ECBC Crosscutting Findings
More interaction with the scientific community could improve some of these ECBC projects. In the case of the project Effect of Quorum Sensing Molecules on the Production of Bacterial Nanocellulose the work would benefit greatly from increased interactions outside of ECBC because this type of work is an active area of research in many biotechnology, engineering, and materials science laboratories. Much could be gained from scientific discussions and collaborations with a broader range of scientists. The project Effect of Toxicants on the Regulation of Endothelial Barrier Function could benefit from more interactions with scientists working in the general area of researching chemical warfare agents.
The project Epigenetic “Memory” During Bacterial Adaptation to Environmental Changes would also benefit from creating a context in which the PI can get an outside critique from microbial biologists actively studying heritable variation in bacteria. As conceived, this project has a narrow technical base and fails to embrace the power of alternative, less technically demanding strategies. Funds spent on external consultants would be money well spent. Additionally, this project has all the hallmarks of a project that was developed in isolation, without the benefit of the critical interactive discussion and planning among people skilled in this line of research. The PIs of all proposals need to seek an external vetting of their proposals. The outside review of the ideas and contemporary meetings they attend would help to place the work in a broader context.

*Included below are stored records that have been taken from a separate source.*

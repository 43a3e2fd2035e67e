//! Data models for rdpkg-build

pub mod build_report;
pub mod build_request;

pub use build_report::{BuildPhase, BuildReport};
pub use build_request::{BuildRequest, EquivalencyFile, ShapefileOverride};
//! Business logic services for rdpkg-build

pub mod archive;
pub mod census_sources;
pub mod cvap;
pub mod downloader;
pub mod equivalency;
pub mod geometry;
pub mod gpkg_geometry;
pub mod overlay;
pub mod package_writer;
pub mod pl_layout;
pub mod tabulation;
pub mod voter_file;

pub use cvap::{CvapError, CvapProcessor};
pub use downloader::{CensusDownloader, DownloadError};
pub use overlay::OverlayError;
pub use package_writer::{write_layer, LayerWriteOutcome};
pub use tabulation::{TabulationLoader, TabulationTable};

Recommendation: ECBC should seek external vetting for its scientific proposals.
Recommendation: ECBC should promote interactions of its researchers with the broader scientific community in order to advance greater scientific understandings and enhance its projects.
For both ARDEC and ECBC input from the broader scientific community through discussions and collaborations would serve to progress their projects.
Recommendation: ARDEC and ECBC should promote interactions of their researchers with the broader scientific community in order to advance greater scientific understandings and enhance their projects.